(Entries supplied):
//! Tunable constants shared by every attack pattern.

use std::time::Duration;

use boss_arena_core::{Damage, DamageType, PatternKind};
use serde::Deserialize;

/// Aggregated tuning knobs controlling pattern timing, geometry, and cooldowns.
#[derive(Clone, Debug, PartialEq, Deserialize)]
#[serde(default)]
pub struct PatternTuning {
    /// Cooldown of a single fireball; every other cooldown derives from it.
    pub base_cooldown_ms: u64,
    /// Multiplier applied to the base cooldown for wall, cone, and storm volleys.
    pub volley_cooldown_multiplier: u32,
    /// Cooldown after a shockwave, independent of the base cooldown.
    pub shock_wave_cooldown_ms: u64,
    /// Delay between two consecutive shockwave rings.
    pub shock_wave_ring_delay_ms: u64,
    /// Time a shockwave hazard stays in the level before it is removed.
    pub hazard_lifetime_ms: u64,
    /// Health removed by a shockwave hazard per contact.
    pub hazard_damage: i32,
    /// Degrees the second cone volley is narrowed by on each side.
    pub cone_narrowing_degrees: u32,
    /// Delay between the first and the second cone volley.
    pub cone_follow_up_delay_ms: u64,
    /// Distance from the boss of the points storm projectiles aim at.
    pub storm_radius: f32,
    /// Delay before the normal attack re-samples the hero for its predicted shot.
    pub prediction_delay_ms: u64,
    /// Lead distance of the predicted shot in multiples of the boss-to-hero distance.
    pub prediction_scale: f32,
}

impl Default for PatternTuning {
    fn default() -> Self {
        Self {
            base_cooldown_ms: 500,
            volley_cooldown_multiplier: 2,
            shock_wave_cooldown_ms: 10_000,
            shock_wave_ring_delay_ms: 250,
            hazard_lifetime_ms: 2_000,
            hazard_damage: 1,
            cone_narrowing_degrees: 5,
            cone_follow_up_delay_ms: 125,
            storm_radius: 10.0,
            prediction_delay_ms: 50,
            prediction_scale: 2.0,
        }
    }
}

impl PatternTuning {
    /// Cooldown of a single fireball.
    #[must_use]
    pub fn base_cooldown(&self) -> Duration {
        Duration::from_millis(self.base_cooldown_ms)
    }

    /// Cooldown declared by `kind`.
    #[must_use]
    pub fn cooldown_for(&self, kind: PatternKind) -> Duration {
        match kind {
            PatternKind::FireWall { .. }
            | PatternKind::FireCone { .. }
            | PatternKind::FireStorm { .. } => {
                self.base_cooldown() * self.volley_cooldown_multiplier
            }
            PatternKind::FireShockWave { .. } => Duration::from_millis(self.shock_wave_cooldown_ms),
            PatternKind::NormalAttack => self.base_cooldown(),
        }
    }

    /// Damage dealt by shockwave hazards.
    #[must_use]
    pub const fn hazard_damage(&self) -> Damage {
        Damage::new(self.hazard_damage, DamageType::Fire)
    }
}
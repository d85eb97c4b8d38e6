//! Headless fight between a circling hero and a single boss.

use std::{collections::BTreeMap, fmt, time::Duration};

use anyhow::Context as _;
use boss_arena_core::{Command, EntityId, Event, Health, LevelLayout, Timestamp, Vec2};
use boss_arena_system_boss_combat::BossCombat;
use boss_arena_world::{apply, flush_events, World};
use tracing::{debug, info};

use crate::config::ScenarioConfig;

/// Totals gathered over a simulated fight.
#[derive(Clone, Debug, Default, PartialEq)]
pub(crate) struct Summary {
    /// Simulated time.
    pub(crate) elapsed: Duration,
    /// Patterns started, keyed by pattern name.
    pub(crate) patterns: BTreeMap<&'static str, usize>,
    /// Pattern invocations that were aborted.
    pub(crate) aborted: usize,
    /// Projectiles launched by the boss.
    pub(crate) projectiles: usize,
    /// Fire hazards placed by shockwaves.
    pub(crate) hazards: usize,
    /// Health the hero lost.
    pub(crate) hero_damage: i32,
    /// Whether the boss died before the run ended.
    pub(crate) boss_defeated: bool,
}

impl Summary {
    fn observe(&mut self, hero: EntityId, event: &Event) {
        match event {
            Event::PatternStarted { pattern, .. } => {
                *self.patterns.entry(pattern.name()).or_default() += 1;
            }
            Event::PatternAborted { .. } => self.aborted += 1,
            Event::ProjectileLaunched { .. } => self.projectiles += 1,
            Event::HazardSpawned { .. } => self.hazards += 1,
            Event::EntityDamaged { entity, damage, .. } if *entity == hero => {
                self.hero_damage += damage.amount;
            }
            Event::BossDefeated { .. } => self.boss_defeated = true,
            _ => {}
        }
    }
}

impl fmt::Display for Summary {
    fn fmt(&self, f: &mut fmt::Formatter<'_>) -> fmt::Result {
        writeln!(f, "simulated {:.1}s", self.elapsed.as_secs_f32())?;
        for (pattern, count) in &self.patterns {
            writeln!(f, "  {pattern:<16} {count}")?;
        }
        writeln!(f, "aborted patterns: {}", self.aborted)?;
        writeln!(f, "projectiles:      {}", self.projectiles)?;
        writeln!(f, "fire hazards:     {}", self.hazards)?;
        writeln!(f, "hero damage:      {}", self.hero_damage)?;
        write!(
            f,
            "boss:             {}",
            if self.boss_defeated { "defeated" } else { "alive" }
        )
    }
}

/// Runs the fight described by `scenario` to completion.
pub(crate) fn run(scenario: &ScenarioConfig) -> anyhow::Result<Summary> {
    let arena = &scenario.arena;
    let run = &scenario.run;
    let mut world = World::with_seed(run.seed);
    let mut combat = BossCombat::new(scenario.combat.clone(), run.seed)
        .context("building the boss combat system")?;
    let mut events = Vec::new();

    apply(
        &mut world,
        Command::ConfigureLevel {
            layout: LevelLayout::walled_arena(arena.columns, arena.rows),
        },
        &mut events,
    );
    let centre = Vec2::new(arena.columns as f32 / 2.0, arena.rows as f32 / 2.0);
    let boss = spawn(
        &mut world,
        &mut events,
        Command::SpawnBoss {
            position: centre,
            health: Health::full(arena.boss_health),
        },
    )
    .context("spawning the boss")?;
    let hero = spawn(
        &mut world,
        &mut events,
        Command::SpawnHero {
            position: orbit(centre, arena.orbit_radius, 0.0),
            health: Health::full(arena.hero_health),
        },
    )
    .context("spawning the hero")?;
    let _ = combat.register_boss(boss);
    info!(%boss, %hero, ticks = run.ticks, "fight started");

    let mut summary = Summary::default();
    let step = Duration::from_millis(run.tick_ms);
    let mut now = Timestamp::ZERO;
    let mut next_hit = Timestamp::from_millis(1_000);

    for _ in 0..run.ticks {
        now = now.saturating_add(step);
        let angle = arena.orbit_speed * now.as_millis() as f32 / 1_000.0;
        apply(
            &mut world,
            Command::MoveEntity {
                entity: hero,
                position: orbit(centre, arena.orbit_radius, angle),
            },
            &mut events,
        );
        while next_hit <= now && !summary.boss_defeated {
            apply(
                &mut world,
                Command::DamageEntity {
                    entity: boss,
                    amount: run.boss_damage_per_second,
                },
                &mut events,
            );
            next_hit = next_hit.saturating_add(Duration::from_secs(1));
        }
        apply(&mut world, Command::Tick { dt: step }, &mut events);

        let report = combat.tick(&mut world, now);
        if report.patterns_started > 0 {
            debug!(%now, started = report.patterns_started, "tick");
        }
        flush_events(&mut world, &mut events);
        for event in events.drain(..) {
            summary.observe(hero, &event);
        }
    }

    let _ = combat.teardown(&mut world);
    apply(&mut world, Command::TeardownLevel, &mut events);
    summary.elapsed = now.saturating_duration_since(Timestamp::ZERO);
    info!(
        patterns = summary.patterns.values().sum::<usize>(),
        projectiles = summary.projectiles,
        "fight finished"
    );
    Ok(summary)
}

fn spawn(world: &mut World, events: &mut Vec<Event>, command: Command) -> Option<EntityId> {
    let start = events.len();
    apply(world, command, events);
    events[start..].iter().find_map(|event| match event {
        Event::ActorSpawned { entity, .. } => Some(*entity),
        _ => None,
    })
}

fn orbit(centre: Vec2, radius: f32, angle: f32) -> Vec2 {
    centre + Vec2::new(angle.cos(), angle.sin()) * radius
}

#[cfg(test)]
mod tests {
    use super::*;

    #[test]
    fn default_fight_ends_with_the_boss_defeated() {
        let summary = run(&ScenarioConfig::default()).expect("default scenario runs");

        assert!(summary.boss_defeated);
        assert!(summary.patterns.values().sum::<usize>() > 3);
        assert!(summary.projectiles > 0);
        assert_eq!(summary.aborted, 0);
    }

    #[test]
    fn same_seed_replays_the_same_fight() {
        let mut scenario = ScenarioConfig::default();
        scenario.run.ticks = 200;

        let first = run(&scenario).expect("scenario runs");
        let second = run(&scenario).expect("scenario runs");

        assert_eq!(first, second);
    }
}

(Task objective): Locate the word "angle" in the data above. Copy every line carrying it.

(Written solution):
        let angle = arena.orbit_speed * now.as_millis() as f32 / 1_000.0;
                position: orbit(centre, arena.orbit_radius, angle),
fn orbit(centre: Vec2, radius: f32, angle: f32) -> Vec2 {
    centre + Vec2::new(angle.cos(), angle.sin()) * radius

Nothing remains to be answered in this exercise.